Most baseline characteristics were well balanced between the obesity and non-obesity groups. The mean age at diagnosis was 53 years (range: 2878 years) in the obesity cohort and 51 years (range: 2791 years) in the non-obesity cohort. There was no difference in the type of surgery, tumor grade, hormone receptor status or HER2 status between the obesity and non-obesity cohorts. According to menopausal status, obesity was positively associated with more postmenopausal patients [obesity cohort vs non-obesity cohort: 59.6% (118/198) vs 49.2% (157/319), P=0.027], larger tumor size [obesity cohort vs non-obesity cohort: 82.3% (163/198) vs 69.3% (221/319), P=0.001]. Interestingly, the incidence of lymph node metastatic tended to be higher in patients with high BMI in the obesity cohort than in those in the non-obesity cohort; However, patients who received adjuvant chemotherapy (including chemotherapy, anti-HER2 target therapy) were more common in the obesity cohort than in those in the non-obesity cohort, as shown in Table 1. Our findings demonstrated that obesity was also associated with aggressive tumor characteristics (larger tumor size, more lymph node-positive). The association between BMI and breast cancer molecular subtypes is shown in Figure 1. The molecular subtypes distribution was similar between the obesity and non-obesity cohorts, approximately 10% was HER2-positive breast cancer and approximately 75% was in Luminal breast cancer subtype. More triple-negative breast cancer was not indicated in our study, it was an inverse finding compared with a previous study (only 15% triple-negative breast cancer in our cohort vs 33.3% and 40.0% in overweight and obesity premenopausal patients in triple-negative as presented by Chen et al).14
Figure 1 Patient disposition in our study. Note: Flow diagram showing patient enrollment, allocation, follow-up, and analysis in this study. Abbreviations: BMI, body mass index; BC, breast cancer.
Aurora A Expression was Associated with Clinical Characteristics
In all 517 tested samples, 240 (46.4%) patients had positive cytoplasm Aurora A expression (≧4 cytoplasm staining score) and 239 (45.2%) had nucleus Aurora A-positive (≧4 nucleus staining score) (Figure 2). Moreover, we observed that the localization of Aurora A is scattered from cytoplasm to nucleolus. However, the incidence of nucleus Aurora A-positive and cytoplasm Aurora A-positive were approximately 46% in our study. Given the similar positive ratio of Aurora A expression in cytoplasm and nucleus, only cytoplasm Aurora A expression was explored in the following investigations.

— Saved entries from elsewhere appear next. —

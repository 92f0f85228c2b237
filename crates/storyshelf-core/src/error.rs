//! Error types for the story scanner.

use thiserror::Error;

/// Result type alias for scanner operations.
pub type ScanResult<T> = Result<T, ScanError>;

/// Errors that abort a scan. Offsets are byte offsets into the scanned text.
#[derive(Debug, Error)]
pub enum ScanError {
    /// A literal argument did not start with a quote character.
    #[error("malformed literal at offset {offset}: expected a quote, found {found:?}")]
    MalformedLiteral { offset: usize, found: char },

    /// The input ended inside a string literal.
    #[error("unterminated literal starting at offset {offset}")]
    UnterminatedLiteral { offset: usize },

    /// The input ended before the brace opened here was closed.
    #[error("unbalanced braces: brace at offset {offset} is never closed")]
    UnbalancedBraces { offset: usize },

    /// A grouping call had no usable name argument.
    #[error("missing story group name at offset {offset}")]
    MissingGroupName { offset: usize },

    /// A variant-adding call had no usable name argument.
    #[error("missing story variant name at offset {offset}")]
    MissingVariantName { offset: usize },

    /// The input exceeds the configured length cap.
    #[error("input of {len} bytes exceeds the {max} byte scan limit")]
    InputTooLarge { len: usize, max: usize },

    /// A call pattern could not be compiled.
    #[error("invalid call pattern: {0}")]
    Pattern(#[from] regex::Error),
}

impl ScanError {
    /// Byte offset the error refers to, if it points into the text.
    pub fn offset(&self) -> Option<usize> {
        match self {
            ScanError::MalformedLiteral { offset, .. }
            | ScanError::UnterminatedLiteral { offset }
            | ScanError::UnbalancedBraces { offset }
            | ScanError::MissingGroupName { offset }
            | ScanError::MissingVariantName { offset } => Some(*offset),
            ScanError::InputTooLarge { .. } | ScanError::Pattern(_) => None,
        }
    }
}
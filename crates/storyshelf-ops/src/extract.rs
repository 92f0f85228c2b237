//! External story build and metadata extraction.
//!
//! When the project's own story toolchain is installed, running its static
//! build followed by its extract command leaves a `stories.json` next to the
//! built site. That manifest is authoritative; the source scanner is only
//! used when this step fails.

use std::collections::BTreeMap;
use std::path::Path;

use serde::{Deserialize, Serialize};
use tokio::process::Command;
use tracing::{debug, info};

use crate::config::Config;
use crate::error::{OpsError, OpsResult};

/// Metadata file written by the extract command.
pub const STORIES_FILE: &str = "stories.json";

/// One story entry from `stories.json`.
#[derive(Debug, Clone, PartialEq, Eq, Serialize, Deserialize)]
pub struct StoryMeta {
    /// Viewer id, e.g. `example-button--primary`.
    pub id: String,
    /// Grouping label. Newer toolchains call it `title`.
    #[serde(alias = "title")]
    pub kind: String,
    /// Variant display name.
    pub name: String,
}

#[derive(Debug, Deserialize)]
struct StoriesFile {
    #[serde(default)]
    stories: BTreeMap<String, StoryMeta>,
}

/// Run the build and extract commands in `root`, then read their manifest.
pub async fn extract_stories(root: &Path, config: &Config) -> OpsResult<Vec<StoryMeta>> {
    run_command(root, &config.build_command).await?;
    run_command(root, &config.extract_command).await?;

    let path = root.join(&config.storybook_dir).join(STORIES_FILE);
    if !path.exists() {
        return Err(OpsError::ArtifactsMissing { path });
    }
    read_stories_file(&path)
}

/// Run one command to completion in `dir`.
pub async fn run_command(dir: &Path, command: &[String]) -> OpsResult<()> {
    let Some((program, args)) = command.split_first() else {
        return Err(OpsError::command_failed(command, "no command configured"));
    };

    info!(command = %command.join(" "), "Running external command");
    let output = Command::new(program)
        .args(args)
        .current_dir(dir)
        .output()
        .await
        .map_err(|err| OpsError::command_failed(command, err.to_string()))?;

    if !output.status.success() {
        let stderr = String::from_utf8_lossy(&output.stderr);
        let message = match stderr.trim() {
            "" => output.status.to_string(),
            tail => tail.lines().last().unwrap_or(tail).to_string(),
        };
        return Err(OpsError::command_failed(command, message));
    }

    debug!(command = %command.join(" "), "External command finished");
    Ok(())
}

/// Read and parse a `stories.json` file.
pub fn read_stories_file(path: &Path) -> OpsResult<Vec<StoryMeta>> {
    let contents = std::fs::read_to_string(path)?;
    parse_stories(&contents)
}

/// Parse `stories.json` contents into story entries.
pub fn parse_stories(contents: &str) -> OpsResult<Vec<StoryMeta>> {
    let file: StoriesFile = serde_json::from_str(contents)?;
    Ok(file.stories.into_values().collect())
}
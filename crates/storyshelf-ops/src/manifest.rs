//! Docset manifest composition.
//!
//! A manifest maps a display path (`Button/Primary`) to the viewer URL that
//! opens that story inside the bundled storybook.

use std::collections::BTreeMap;
use std::sync::LazyLock;

use regex::Regex;
use serde::{Deserialize, Serialize};
use storyshelf_core::{story_id, StoryGroup};

use crate::extract::StoryMeta;

/// Directory name the storybook is bundled under inside the docset.
pub const STORYBOOK_ROOT: &str = "storybook";

static INTRODUCTION: LazyLock<Regex> =
    LazyLock::new(|| Regex::new(r"(?i)Example/Introduction").expect("valid pattern"));
static EXAMPLE_PREFIX: LazyLock<Regex> =
    LazyLock::new(|| Regex::new(r"(?i)^examples?/").expect("valid pattern"));

/// Docset entries, grouped by entry type.
#[derive(Debug, Clone, Default, PartialEq, Eq, Serialize, Deserialize)]
pub struct DocsetEntries {
    /// Component entries: display path to viewer URL.
    #[serde(rename = "Component", default)]
    pub component: BTreeMap<String, String>,
}

impl DocsetEntries {
    /// Create an empty manifest.
    pub fn new() -> Self {
        Self::default()
    }

    /// Entries from extracted toolchain metadata.
    pub fn from_stories<'a>(stories: impl IntoIterator<Item = &'a StoryMeta>) -> Self {
        let mut entries = Self::new();
        for story in stories {
            entries.insert_story(&story.kind, &story.name, &story.id);
        }
        entries
    }

    /// Entries from scanned story groups.
    pub fn from_groups<'a>(groups: impl IntoIterator<Item = &'a StoryGroup>) -> Self {
        let mut entries = Self::new();
        for group in groups {
            for variant in &group.variants {
                entries.insert_story(&group.name, variant, &story_id(&group.name, variant));
            }
        }
        entries
    }

    /// Single generic entry used when no story metadata is available.
    pub fn degraded() -> Self {
        let mut entries = Self::new();
        entries.component.insert(
            "Storybook".to_string(),
            format!("{}/index.html", STORYBOOK_ROOT),
        );
        entries
    }

    /// Add one story. Returns `false` for introduction pages, which are skipped.
    pub fn insert_story(&mut self, kind: &str, name: &str, id: &str) -> bool {
        if is_introduction(kind) {
            return false;
        }
        self.component.insert(display_path(kind, name), story_url(id));
        true
    }

    /// Number of entries.
    pub fn len(&self) -> usize {
        self.component.len()
    }

    /// Whether there are no entries.
    pub fn is_empty(&self) -> bool {
        self.component.is_empty()
    }
}

/// Whether a group is the toolchain's introductory example page.
pub fn is_introduction(kind: &str) -> bool {
    INTRODUCTION.is_match(kind)
}

/// `kind/name` with a leading `example/` or `examples/` removed.
pub fn display_path(kind: &str, name: &str) -> String {
    format!("{}/{}", EXAMPLE_PREFIX.replace(kind, ""), name)
}

/// Viewer URL for a story id.
pub fn story_url(id: &str) -> String {
    format!("{}/index.html?path=/story/{}", STORYBOOK_ROOT, id)
}
//! Build command implementation.
//!
//! Produces the docset manifest for a project, bundling the built storybook
//! when one exists.

use std::path::{Path, PathBuf};

use anyhow::Result;
use storyshelf_ops::{BuildRequest, BuildResponse, Config, ManifestSource, OpsContext};
use tracing::info;

/// Execute the build command.
pub async fn execute(
    config: &Config,
    path: &Path,
    output: Option<PathBuf>,
    skip_external: bool,
    verbose: bool,
) -> Result<BuildResponse> {
    let output = output.unwrap_or_else(|| config.output_dir.clone());
    info!(path = %path.display(), output = %output.display(), "Building docset");

    let mut request = BuildRequest::new(path).with_output(&output);
    if skip_external {
        request = request.skip_external();
    }

    let ctx = OpsContext::new(config.clone());
    let response = ctx.build(request).await?;

    print_summary(&response, verbose);
    Ok(response)
}

fn print_summary(response: &BuildResponse, verbose: bool) {
    println!("📚 Docset manifest");
    println!("{:─<50}", "");
    println!("🔍 Source:     {}", source_label(response.source));
    println!("📄 Entries:    {}", response.entry_count());

    if let Some(error) = &response.external_error {
        println!("⚠️  External:   {}", error);
    }

    if let Some(report) = &response.report {
        println!(
            "🗂  Scanned:    {} files, {} groups, {} variants ({})",
            report.files.len(),
            report.group_count(),
            report.variant_count(),
            humansize::format_size(report.bytes_scanned, humansize::DECIMAL)
        );
        for failure in &report.failures {
            println!("   ✗ {}: {}", failure.path.display(), failure.error);
        }
    }

    if let Some(path) = &response.manifest_path {
        println!("💾 Manifest:   {}", path.display());
    }
    if let Some(path) = &response.included {
        println!("📦 Storybook:  {}", path.display());
    }

    if verbose {
        println!();
        for (display_path, url) in &response.entries.component {
            println!("   {} → {}", display_path, url);
        }
    }
}

fn source_label(source: ManifestSource) -> &'static str {
    match source {
        ManifestSource::External => "extracted story metadata",
        ManifestSource::Scanned => "scanned story sources",
        ManifestSource::Degraded => "generic entry (no stories found)",
    }
}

Figure 2 Representative micrographs of immunohistochemical stains showing Aurora A expression high staining (A), Aurora A expression median staining (B), Aurora A expression weak staining (C), Aurora A expression negative (D).
We validated Aurora A over expression using an independent cohort with a total of 517 breast carcinoma tissues (319 non-obesity patients and 198 obesity patients). The expression level of Aurora A-positive (staining scores≧4) was significantly higher in obesity breast carcinoma compared with non-obesity cancer carcinoma (54.6% vs 40.5%, χ2=9.79, P=0.002). In addition, the Aurora A high staining (staining scores≧7) in the obesity cohort were obviously higher than those of Aurora A in the non-obesity cohort with a statistical difference (17.7% vs 8.5%, P value=0.002, Figure 3). In the immunohistochemistry assay, the morphological and statistical results confirmed that the expression level of Aurora A-positive was significantly associated with hormone receptor status (68.4% vs 77.9%, P=0.015) and HER2 status (28.7% vs 17.9%, P=0.003). Cytoplasm Aurora A-positive tumors had larger tumor size, though not statistically significant (78.1% vs 71.1%, P=0.070). The distributions of other clinical characteristics, including age, menopausal status, grade and lymph node metastases, were even when grouped with Aurora A in both groups (P=0.876, P=0.881, P=0.349, P=0.677, respectively).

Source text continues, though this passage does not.